- _The problem_
The answer consists of one number: how many lines of the data below include the string "count".

(Saved entries)
* * * * * * * * *

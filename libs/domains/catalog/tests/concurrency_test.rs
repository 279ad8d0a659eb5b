//! Concurrent writers against one catalog.
//!
//! The service takes no locks, so these pin down what the repository
//! contract guarantees: one winner per version, one winner per SKU.

use domain_catalog::*;
use futures_util::future::join_all;
use rust_decimal::Decimal;
use std::sync::Arc;

fn create_request(sku: &str, name: &str) -> CreateProductRequest {
    CreateProductRequest {
        sku: sku.to_string(),
        name: name.to_string(),
        description: None,
        price: Decimal::new(999, 2),
        stock: Some(1),
        category: None,
    }
}

#[tokio::test(flavor = "multi_thread", worker_threads = 4)]
async fn test_same_sku_created_concurrently_has_one_winner() {
    let service = CatalogService::new(InMemoryProductRepository::new(), CatalogConfig::default());

    let attempts = (0..8).map(|i| {
        let service = service.clone();
        tokio::spawn(async move {
            service
                .create_product(create_request("SKU-RACE", &format!("Racer {i}")))
                .await
        })
    });

    let results: Vec<_> = join_all(attempts)
        .await
        .into_iter()
        .map(|joined| joined.unwrap())
        .collect();

    let winners = results.iter().filter(|r| r.is_ok()).count();
    let duplicates = results
        .iter()
        .filter(|r| matches!(r, Err(ProductError::DuplicateSku(sku)) if sku == "SKU-RACE"))
        .count();

    assert_eq!(winners, 1);
    assert_eq!(duplicates, 7);
}

#[tokio::test(flavor = "multi_thread", worker_threads = 4)]
async fn test_writes_against_same_version_have_one_winner() {
    let repo = Arc::new(InMemoryProductRepository::new());
    let saved = repo
        .save(ProductRecord {
            sku: "SKU-1".to_string(),
            name: "Juice".to_string(),
            price: Decimal::ONE,
            ..Default::default()
        })
        .await
        .unwrap();

    let writers = (0..2).map(|i| {
        let repo = Arc::clone(&repo);
        let mut candidate = saved.clone();
        candidate.name = format!("Writer {i}");
        tokio::spawn(async move { repo.save(candidate).await })
    });

    let results: Vec<_> = join_all(writers)
        .await
        .into_iter()
        .map(|joined| joined.unwrap())
        .collect();

    assert_eq!(results.iter().filter(|r| r.is_ok()).count(), 1);
    assert_eq!(
        results
            .iter()
            .filter(|r| matches!(r, Err(ProductError::VersionConflict(_))))
            .count(),
        1
    );

    let stored = repo.find_by_id(saved.id.as_ref().unwrap()).await.unwrap().unwrap();
    assert_eq!(stored.version, Some(1));
}

#[tokio::test(flavor = "multi_thread", worker_threads = 4)]
async fn test_concurrent_updates_never_lose_a_write_silently() {
    let service = CatalogService::new(InMemoryProductRepository::new(), CatalogConfig::default());
    let created = service
        .create_product(create_request("SKU-1", "Juice"))
        .await
        .unwrap();
    let id = ProductId::new(created.id);

    let updates = (1..=16).map(|i| {
        let service = service.clone();
        let id = id.clone();
        tokio::spawn(async move {
            service
                .update_product(
                    &id,
                    UpdateProductRequest {
                        price: Some(Decimal::new(i * 100, 2)),
                        ..Default::default()
                    },
                )
                .await
        })
    });

    let results: Vec<_> = join_all(updates)
        .await
        .into_iter()
        .map(|joined| joined.unwrap())
        .collect();

    // Every attempt either landed or was told it lost the race.
    for result in &results {
        assert!(matches!(result, Ok(_) | Err(ProductError::VersionConflict(_))));
    }
    let landed: Vec<_> = results.into_iter().filter_map(Result::ok).collect();
    assert!(!landed.is_empty());

    let current = service.get_product(&id).await.unwrap();
    assert!(landed.iter().any(|p| p.price == current.price));
}
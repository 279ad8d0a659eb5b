use axum::{
    Json,
    http::StatusCode,
    response::{IntoResponse, Response},
};

use super::{ErrorCode, ErrorResponse};

/// Router fallback for unknown paths.
pub async fn not_found() -> Response {
    let body = ErrorResponse::new(
        ErrorCode::NotFound,
        "The requested resource was not found",
    );

    (StatusCode::NOT_FOUND, Json(body)).into_response()
}
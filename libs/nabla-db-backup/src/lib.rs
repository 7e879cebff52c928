//! nabla db-backup SDK
//!
//! Client for the nabla database-backup service:
//! - Database inventory and backup requests against the remote API
//! - Backup schedules
//! - Paginated text search over locally stored backup records (PostgreSQL)
//! - Connection lifecycle events and an optional diagnostic monitor

#![allow(
    clippy::large_enum_variant, // Error wraps driver errors by value
)]

pub mod api;
pub mod config;
pub mod connection;
pub mod error;
pub mod logging;
pub mod metrics;
pub mod models;
pub mod monitor;
pub mod sdk;
pub mod service;
pub mod store;

pub use api::BackupApiClient;
pub use config::Config;
pub use connection::{Connection, ConnectionEvent};
pub use error::{Error, Result};
pub use sdk::MoontowerSdk;
pub use service::{DatabaseInventory, DatabaseStats, NablaDbBackup, ServiceEvent};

* * * * * * * * *

- _Problem solution_
4